# G2 Slide - Easy or Hard to Rack? (or somewhere inbetween?)



## GIGANTORE (Jul 1, 2018)

Just looking for some feedback on the G2 as far as racking the slide (I imagine it is the same as the PT111 Millennium?) Reason being I am a senior and though I am not otherwise aware that I have lost any grip strength, I have a XD .45 and it is so difficult for me that I had to get one of those clamp-on pull rings to operate it. This is not a problem as that gun is my Home D weapon, but if I get the G2 it's going to be for carry and I have to able to rack and clear it with no with no pull ring. Of course the obvious thing to do is go find a shop where I can handle one before buying but the shops around here do not always have what I am looking for in stock - that's what happened with the XD, I ordered it without handling one first. But until I get to try one myself I thought I'd ask some opinions - thanks!


----------



## Craigh (Jul 29, 2016)

My opinion is to avoid Taurus altogether. There are better choices for around the same price range. I don't own a Taurus and wouldn't but since I teach a pistol class to retired folks, I get asked a lot about them. Mainly because of the price. In order to be able to discuss the G2 without much bias, I've borrowed a couple and rented them a few times, putting around 350 rounds through the G2 all total, maybe a few more. The positives are that I find them comfortable to hold. I also have had no reliability issues in the least. 

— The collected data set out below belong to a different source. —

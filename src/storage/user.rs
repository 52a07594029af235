//! User repository for FeedDeck.

use super::DbPool;
use crate::model::{NewUser, Role, User};
use crate::{FeedDeckError, Result};

/// Repository for user operations.
pub struct UserRepository<'a> {
    pool: &'a DbPool,
}

impl<'a> UserRepository<'a> {
    /// Create a new UserRepository with the given database pool reference.
    pub fn new(pool: &'a DbPool) -> Self {
        Self { pool }
    }

    /// Create a new user and return it with the assigned ID.
    pub async fn create(&self, new_user: &NewUser) -> Result<User> {
        let id: i64 = sqlx::query_scalar(
            "INSERT INTO users (username, timezone, language, role) VALUES ($1, $2, $3, $4) RETURNING id",
        )
        .bind(&new_user.username)
        .bind(&new_user.timezone)
        .bind(&new_user.language)
        .bind(new_user.role.as_str())
        .fetch_one(self.pool)
        .await
        .map_err(|e| FeedDeckError::Database(format!("unable to create user: {e}")))?;

        self.get_by_id(id)
            .await?
            .ok_or_else(|| FeedDeckError::NotFound("user".to_string()))
    }

    /// Get a user by ID.
    pub async fn get_by_id(&self, id: i64) -> Result<Option<User>> {
        let row: Option<UserRow> = sqlx::query_as(
            "SELECT id, username, timezone, language, role FROM users WHERE id = $1",
        )
        .bind(id)
        .fetch_optional(self.pool)
        .await
        .map_err(|e| FeedDeckError::Database(format!("unable to fetch user: {e}")))?;

        Ok(row.map(UserRow::into_user))
    }
}

/// Internal struct for mapping database rows to User.
#[derive(sqlx::FromRow)]
struct UserRow {
    id: i64,
    username: String,
    timezone: String,
    language: String,
    role: String,
}

impl UserRow {
    fn into_user(self) -> User {
        User {
            id: self.id,
            username: self.username,
            timezone: self.timezone,
            language: self.language,
            role: self.role.parse().unwrap_or(Role::User),
        }
    }
}
//! Domain model shared by storage, web and scheduler.

mod entry;
mod feed;
mod user;

pub use entry::{
    Direction, Enclosure, Entry, EntryStatus, NewEnclosure, NewEntry, SortOrder,
    DEFAULT_SORTING_DIRECTION, DEFAULT_SORTING_ORDER,
};
pub use feed::{Category, Feed, FeedIcon, Job, NewFeed, MAX_PARSING_ERROR};
pub use user::{NewUser, Role, User};
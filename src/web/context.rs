//! Per-request session context.

use std::sync::Arc;

use async_trait::async_trait;
use axum::extract::FromRequestParts;
use axum::http::header::AUTHORIZATION;
use axum::http::request::Parts;
use tracing::{debug, warn};

use super::error::ApiError;
use super::middleware::{JwtClaims, JwtState};
use crate::model::{Role, User};
use crate::storage::Storage;
use crate::{FeedDeckError, Result};

/// Typed session values of the current request.
///
/// Built from the bearer token's claims. Unset values default to an
/// anonymous UTC session.
#[derive(Debug, Clone, PartialEq, Eq)]
pub struct RequestContext {
    pub user_id: i64,
    pub is_authenticated: bool,
    pub is_admin: bool,
    pub timezone: String,
    pub csrf_token: String,
}

impl Default for RequestContext {
    fn default() -> Self {
        Self {
            user_id: 0,
            is_authenticated: false,
            is_admin: false,
            timezone: "UTC".to_string(),
            csrf_token: String::new(),
        }
    }
}

impl From<JwtClaims> for RequestContext {
    fn from(claims: JwtClaims) -> Self {
        if claims.csrf.is_empty() {
            warn!("No CSRF token in session of user #{}", claims.sub);
        }
        Self {
            user_id: claims.sub,
            is_authenticated: true,
            is_admin: claims.role.parse::<Role>().map(|r| r == Role::Admin).unwrap_or(false),
            timezone: if claims.tz.is_empty() {
                "UTC".to_string()
            } else {
                claims.tz
            },
            csrf_token: claims.csrf,
        }
    }
}

impl RequestContext {
    /// Load the logged user.
    ///
    /// A session pointing at a missing user is an authentication failure.
    pub async fn logged_user(&self, storage: &Storage) -> Result<User> {
        storage
            .users()
            .get_by_id(self.user_id)
            .await?
            .ok_or_else(|| FeedDeckError::Auth(format!("unable to find user {}", self.user_id)))
    }

    /// Locale of the logged user.
    pub async fn language(&self, storage: &Storage) -> Result<String> {
        Ok(self.logged_user(storage).await?.language)
    }
}

#[async_trait]
impl<S> FromRequestParts<S> for RequestContext
where
    S: Send + Sync,
{
    type Rejection = ApiError;

    async fn from_request_parts(parts: &mut Parts, _state: &S) -> std::result::Result<Self, Self::Rejection> {
        let token = parts
            .headers
            .get(AUTHORIZATION)
            .and_then(|value| value.to_str().ok())
            .and_then(|value| value.strip_prefix("Bearer "))
            .ok_or_else(|| ApiError::unauthorized("Missing authorization"))?;

        let jwt_state = parts
            .extensions
            .get::<Arc<JwtState>>()
            .ok_or_else(|| ApiError::internal("JWT state not configured"))?;

        let claims = jwt_state.verify(token).map_err(|e| {
            debug!("JWT validation failed: {}", e);
            ApiError::unauthorized("Invalid or expired token")
        })?;

        Ok(RequestContext::from(claims))
    }
}
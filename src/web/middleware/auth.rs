//! JWT authentication middleware.

use axum::{body::Body, http::Request, middleware::Next, response::Response};
use jsonwebtoken::{decode, encode, DecodingKey, EncodingKey, Header, Validation};
use serde::{Deserialize, Serialize};
use std::sync::Arc;

use crate::model::User;
use crate::{FeedDeckError, Result};

/// JWT claims carried by every authenticated request.
#[derive(Debug, Clone, PartialEq, Eq, Serialize, Deserialize)]
pub struct JwtClaims {
    /// Subject (user ID).
    pub sub: i64,
    /// User role.
    pub role: String,
    /// User timezone.
    #[serde(default = "default_timezone")]
    pub tz: String,
    /// CSRF token bound to the session.
    #[serde(default)]
    pub csrf: String,
    /// Expiration timestamp.
    pub exp: u64,
}

fn default_timezone() -> String {
    "UTC".to_string()
}

impl JwtClaims {
    /// Claims for `user`, valid for `ttl_secs` from now.
    pub fn for_user(user: &User, csrf: impl Into<String>, ttl_secs: u64) -> Self {
        let now = chrono::Utc::now().timestamp().max(0) as u64;
        Self {
            sub: user.id,
            role: user.role.as_str().to_string(),
            tz: user.timezone.clone(),
            csrf: csrf.into(),
            exp: now + ttl_secs,
        }
    }
}

/// Keys and validation settings for JWT handling.
#[derive(Clone)]
pub struct JwtState {
    /// Decoding key for JWT verification.
    pub decoding_key: DecodingKey,
    encoding_key: EncodingKey,
    /// Validation settings.
    pub validation: Validation,
}

impl JwtState {
    /// Create a new JWT state from a secret key.
    pub fn new(secret: &str) -> Self {
        let mut validation = Validation::default();
        validation.validate_exp = true;

        Self {
            decoding_key: DecodingKey::from_secret(secret.as_bytes()),
            encoding_key: EncodingKey::from_secret(secret.as_bytes()),
            validation,
        }
    }

    /// Sign `claims` into a token.
    pub fn issue(&self, claims: &JwtClaims) -> Result<String> {
        encode(&Header::default(), claims, &self.encoding_key)
            .map_err(|e| FeedDeckError::Auth(format!("unable to sign token: {e}")))
    }

    /// Verify a token and return its claims.
    pub fn verify(&self, token: &str) -> Result<JwtClaims> {
        decode::<JwtClaims>(token, &self.decoding_key, &self.validation)
            .map(|data| data.claims)
            .map_err(|e| FeedDeckError::Auth(format!("invalid token: {e}")))
    }
}

/// Middleware function to inject JWT state into request extensions.
pub async fn jwt_auth(jwt_state: Arc<JwtState>, mut request: Request<Body>, next: Next) -> Response {
    request.extensions_mut().insert(jwt_state);
    next.run(request).await
}
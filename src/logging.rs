//! Logging initialization for FeedDeck.

use std::fs::{self, OpenOptions};
use std::path::Path;
use std::sync::Arc;

use tracing::Level;
use tracing_subscriber::fmt::writer::MakeWriterExt;
use tracing_subscriber::prelude::*;
use tracing_subscriber::EnvFilter;

use crate::config::LoggingConfig;
use crate::Result;

/// Parse log level string to tracing Level. Unknown values map to INFO.
fn parse_level(level: &str) -> Level {
    match level.trim().to_lowercase().as_str() {
        "trace" => Level::TRACE,
        "debug" => Level::DEBUG,
        "warn" | "warning" => Level::WARN,
        "error" => Level::ERROR,
        _ => Level::INFO,
    }
}

/// `RUST_LOG` directives win over the configured level.
fn build_filter(level: &str) -> EnvFilter {
    EnvFilter::builder()
        .with_default_directive(parse_level(level).into())
        .from_env_lossy()
}

/// Initialize logging to stdout and the configured log file.
///
/// The log file is opened in append mode so restarts keep history.
pub fn init(config: &LoggingConfig) -> Result<()> {
    if let Some(parent) = Path::new(&config.file).parent() {
        if !parent.as_os_str().is_empty() && !parent.exists() {
            fs::create_dir_all(parent)?;
        }
    }

    let log_file = OpenOptions::new()
        .create(true)
        .append(true)
        .open(&config.file)?;
    let writer = std::io::stdout.and(Arc::new(log_file));

    tracing_subscriber::registry()
        .with(
            tracing_subscriber::fmt::layer()
                .with_writer(writer)
                .with_ansi(false)
                .with_target(true),
        )
        .with(build_filter(&config.level))
        .init();

    Ok(())
}

/// Initialize console-only logging (development, or when the log file is unusable).
pub fn init_console_only(level: &str) {
    tracing_subscriber::registry()
        .with(
            tracing_subscriber::fmt::layer()
                .with_writer(std::io::stdout)
                .with_ansi(true)
                .with_target(true),
        )
        .with(build_filter(level))
        .init();
}
//! Data access for the Roster user collection.
//!
//! [`storage::Storage`] is the seam the API depends on; [`storage::mongodb`]
//! provides the MongoDB implementation. Every driver outcome is translated
//! into a [`storage::StoreError`] here so callers never inspect driver
//! errors themselves.

pub mod models;
pub mod storage;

The downside, is their reputation and customer service is not at all very good. I am an older guy with neuropathy and fairly painful arthritic hands. I have a hard time racking some slides and usually have a qualified gunsmith make it easier for me. I found the slide a little harder than average on the G2. It was gritty as well on all that I tried. The trigger pull might be the poorest of just about any gun I've used in almost 50 years of handling firearms. That trigger is so long it's almost to the back of the guard before a very mushy break. The first time I tried one, I thought it was broken. People new to handguns just don't know better, I would guess or they get used to it. I suppose I could as well, but I see no reason to try. I just wouldn't own it. 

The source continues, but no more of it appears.